Adherence: A Bespoke Regime
Updated: Dec 16, 2019
Words by Louise Rogers
We could probably make up a whole course of antibiotics from remainders of unfinished treatments we have gathered over the years. Non-adherence to medication remains one of the biggest hurdles faced by healthcare services, negatively impacting patient outcomes while also costing billions. What goes on beyond the doctor’s orders to stop people sticking to their medication regimes, and how can pharma begin to recover their revenue as well as striving for better health outcomes?
We need to find a different language in what adherence is; we need to switch from talking to patients to people
At the eyeforpharma Patient Summit, London, Pooja Merchant, Head, External Medical Affairs, Bayer Healthcare, is asked to consider what would make her take her medication as a patient. “I am a runner and I thrive on a community, somewhere you can track and share your goals and get encouragement from your fellow members.” She notes that the answer is not quite so simple. “In the concept of adherence though, data has shown that this doesn’t work all the time. I think it goes down to understanding the individual’s motivations and tailoring it to them.” Insight from Accenture is that in understanding the patient and their needs, as well as recognising the conscious element, getting a deeper understanding of the psychological elements is key – pharma must not forget the changing social context within which patients exist either.
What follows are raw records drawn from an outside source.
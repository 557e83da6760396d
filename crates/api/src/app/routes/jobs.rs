use std::sync::Arc;

use axum::{
    Json, Router,
    extract::{Extension, Path, Query},
    http::StatusCode,
    response::IntoResponse,
    routing::{get, post},
};
use chrono::Utc;

use jobforge_core::{JobId, NewJob, ProjectId};
use jobforge_queue::{JobFilter, Pagination};

use crate::app::services::AppServices;
use crate::app::{dto, errors};

pub fn router() -> Router {
    Router::new()
        .route("/", post(create_job).get(list_jobs))
        .route("/stats", get(job_stats))
        .route("/:id", get(get_job))
        .route("/:id/cancel", post(cancel_job))
        .route("/:id/retry", post(retry_job))
        .route("/:id/priority", post(change_priority))
}

pub async fn create_job(
    Extension(services): Extension<Arc<AppServices>>,
    Extension(org): Extension<crate::context::OrgContext>,
    Extension(principal): Extension<crate::context::PrincipalContext>,
    Json(body): Json<dto::CreateJobRequest>,
) -> axum::response::Response {
    let job_type = match dto::parse_job_type(&body.job_type) {
        Ok(v) => v,
        Err(resp) => return resp,
    };

    let mut new = NewJob::new(org.organization_id(), principal.user_id(), job_type, body.name)
        .with_payload(body.payload);
    if let Some(priority) = body.priority.as_deref() {
        new = match dto::parse_priority(priority) {
            Ok(p) => new.with_priority(p),
            Err(resp) => return resp,
        };
    }
    if let Some(project_id) = body.project_id {
        new = new.with_project(ProjectId::from_uuid(project_id));
    }
    if let Some(at) = body.scheduled_at {
        new = new.with_scheduled_at(at);
    }
    if let Some(seconds) = body.timeout_seconds {
        new = new.with_timeout_seconds(seconds);
    }
    if let Some(attempts) = body.max_attempts {
        new = new.with_max_attempts(attempts);
    }
    if let Some(key) = body.idempotency_key {
        new = new.with_idempotency_key(key);
    }

    // Malformed submissions are rejected here, before anything is enqueued.
    if let Err(e) = new.validate() {
        return errors::domain_error_to_response(e);
    }

    let outcome = match services.store().create(new, Utc::now()).await {
        Ok(outcome) => outcome,
        Err(e) => return errors::store_error_to_response(e),
    };

    let status = if outcome.deduplicated {
        StatusCode::OK
    } else {
        StatusCode::CREATED
    };
    (
        status,
        Json(serde_json::json!({
            "job": dto::job_to_json(&outcome.job),
            "deduplicated": outcome.deduplicated,
        })),
    )
        .into_response()
}

pub async fn list_jobs(
    Extension(services): Extension<Arc<AppServices>>,
    Extension(org): Extension<crate::context::OrgContext>,
    Query(query): Query<dto::ListJobsQuery>,
) -> axum::response::Response {
    let mut filter = JobFilter {
        project_id: query.project_id.map(ProjectId::from_uuid),
        ..Default::default()
    };
    if let Some(status) = query.status.as_deref() {
        filter.status = match status.parse() {
            Ok(s) => Some(s),
            Err(e) => return errors::domain_error_to_response(e),
        };
    }
    if let Some(job_type) = query.job_type.as_deref() {
        filter.job_type = match dto::parse_job_type(job_type) {
            Ok(t) => Some(t),
            Err(resp) => return resp,
        };
    }

    let page = Pagination::clamped(query.limit, query.offset);
    match services.store().list(org.organization_id(), &filter, page).await {
        Ok(page) => (
            StatusCode::OK,
            Json(serde_json::json!({
                "items": page.jobs.iter().map(dto::job_to_json).collect::<Vec<_>>(),
                "total": page.total,
                "has_more": page.has_more,
            })),
        )
            .into_response(),
        Err(e) => errors::store_error_to_response(e),
    }
}

pub async fn job_stats(
    Extension(services): Extension<Arc<AppServices>>,
    Extension(org): Extension<crate::context::OrgContext>,
) -> axum::response::Response {
    match services.store().stats(org.organization_id()).await {
        Ok(stats) => (StatusCode::OK, Json(stats)).into_response(),
        Err(e) => errors::store_error_to_response(e),
    }
}

pub async fn get_job(
    Extension(services): Extension<Arc<AppServices>>,
    Extension(org): Extension<crate::context::OrgContext>,
    Path(id): Path<String>,
) -> axum::response::Response {
    let id: JobId = match id.parse() {
        Ok(v) => v,
        Err(_) => return errors::json_error(StatusCode::BAD_REQUEST, "invalid_id", "invalid job id"),
    };

    let job = match services.store().get(org.organization_id(), id).await {
        Ok(Some(job)) => job,
        Ok(None) => return errors::json_error(StatusCode::NOT_FOUND, "not_found", "job not found"),
        Err(e) => return errors::store_error_to_response(e),
    };

    let log = match services.logger().trail(id).await {
        Ok(entries) => entries,
        Err(e) => return errors::store_error_to_response(e),
    };

    (
        StatusCode::OK,
        Json(serde_json::json!({
            "job": dto::job_to_json(&job),
            "log": log.iter().map(dto::log_entry_to_json).collect::<Vec<_>>(),
        })),
    )
        .into_response()
}

pub async fn cancel_job(
    Extension(services): Extension<Arc<AppServices>>,
    Extension(org): Extension<crate::context::OrgContext>,
    Path(id): Path<String>,
) -> axum::response::Response {
    let id: JobId = match id.parse() {
        Ok(v) => v,
        Err(_) => return errors::json_error(StatusCode::BAD_REQUEST, "invalid_id", "invalid job id"),
    };

    match services.store().cancel(org.organization_id(), id, Utc::now()).await {
        Ok(job) => (StatusCode::OK, Json(dto::job_to_json(&job))).into_response(),
        Err(e) => errors::store_error_to_response(e),
    }
}

pub async fn retry_job(
    Extension(services): Extension<Arc<AppServices>>,
    Extension(org): Extension<crate::context::OrgContext>,
    Extension(principal): Extension<crate::context::PrincipalContext>,
    Path(id): Path<String>,
) -> axum::response::Response {
    let id: JobId = match id.parse() {
        Ok(v) => v,
        Err(_) => return errors::json_error(StatusCode::BAD_REQUEST, "invalid_id", "invalid job id"),
    };

    match services
        .store()
        .retry_job(org.organization_id(), id, principal.user_id(), Utc::now())
        .await
    {
        Ok(job) => {
            // A dead job yields a fresh lineage job; a failed one is
            // re-surfaced in place.
            let status = if job.id == id {
                StatusCode::OK
            } else {
                StatusCode::CREATED
            };
            (status, Json(dto::job_to_json(&job))).into_response()
        }
        Err(e) => errors::store_error_to_response(e),
    }
}

pub async fn change_priority(
    Extension(services): Extension<Arc<AppServices>>,
    Extension(org): Extension<crate::context::OrgContext>,
    Path(id): Path<String>,
    Json(body): Json<dto::ChangePriorityRequest>,
) -> axum::response::Response {
    let id: JobId = match id.parse() {
        Ok(v) => v,
        Err(_) => return errors::json_error(StatusCode::BAD_REQUEST, "invalid_id", "invalid job id"),
    };
    let priority = match dto::parse_priority(&body.priority) {
        Ok(p) => p,
        Err(resp) => return resp,
    };

    match services
        .store()
        .change_priority(org.organization_id(), id, priority)
        .await
    {
        Ok(job) => (StatusCode::OK, Json(dto::job_to_json(&job))).into_response(),
        Err(e) => errors::store_error_to_response(e),
    }
}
Emma D’Arcy-Sutcliffe, representing both herself as a patient advocate and her daughter, a patient, builds upon this, emphasising the importance of the ABC of engagement: A, awareness of the person’s life and what is important to them; B, behaviour change support; and C, the continuum of care. “The support that my daughter needed at 6 years old is not what she needs at 12 and won’t be what she needs when she is 18”, she remarks.
This sentiment is echoed by Clare Moloney, Programme Insights and Design Lead, IQVIA: “It’s all well and good understanding what someone is going through on Day 1, but we need to understand what is happening on Day 3, Day 60… at some stages it may be emotional support, other times financial. And are we making the most out of all the data and patient insights? As a behavioural scientist, my perspective is that data is only as good as what we do with it.”
Pharma must not forget the changing social context within which patients exist
To understand requires a conversation to take place. D’Arcy-Sutcliffe highlights an overlooked impediment to this: “The key to adherence is the language we use. Patient-adherence to any medication is an essential component, but those words mean nothing to my child, or a patient – so even the words we are using are confusing and alienating. What we are really talking about is encouragement and how we can best help.” The panel begins to discuss the need for honest and open dialogue between pharma and patients on the implications not adhering to medication can have. “We need to find a different language in what adherence is; we need to switch from talking to patients to people”, adds D’Arcy-Sutcliffe, and with nearly every one of us being a patient at some point in our life, finding this common language seems imperative – otherwise how can we begin to understand patient needs?
Patients are not static and neither are their illnesses, meaning pharma need to be responsive to this dynamic environment. Achieving adherence is not easy, but through developing a new lexicon to enable communication in a common dialogue, pharma can rise to the challenge and uncover what is of true value to the patient along their journey.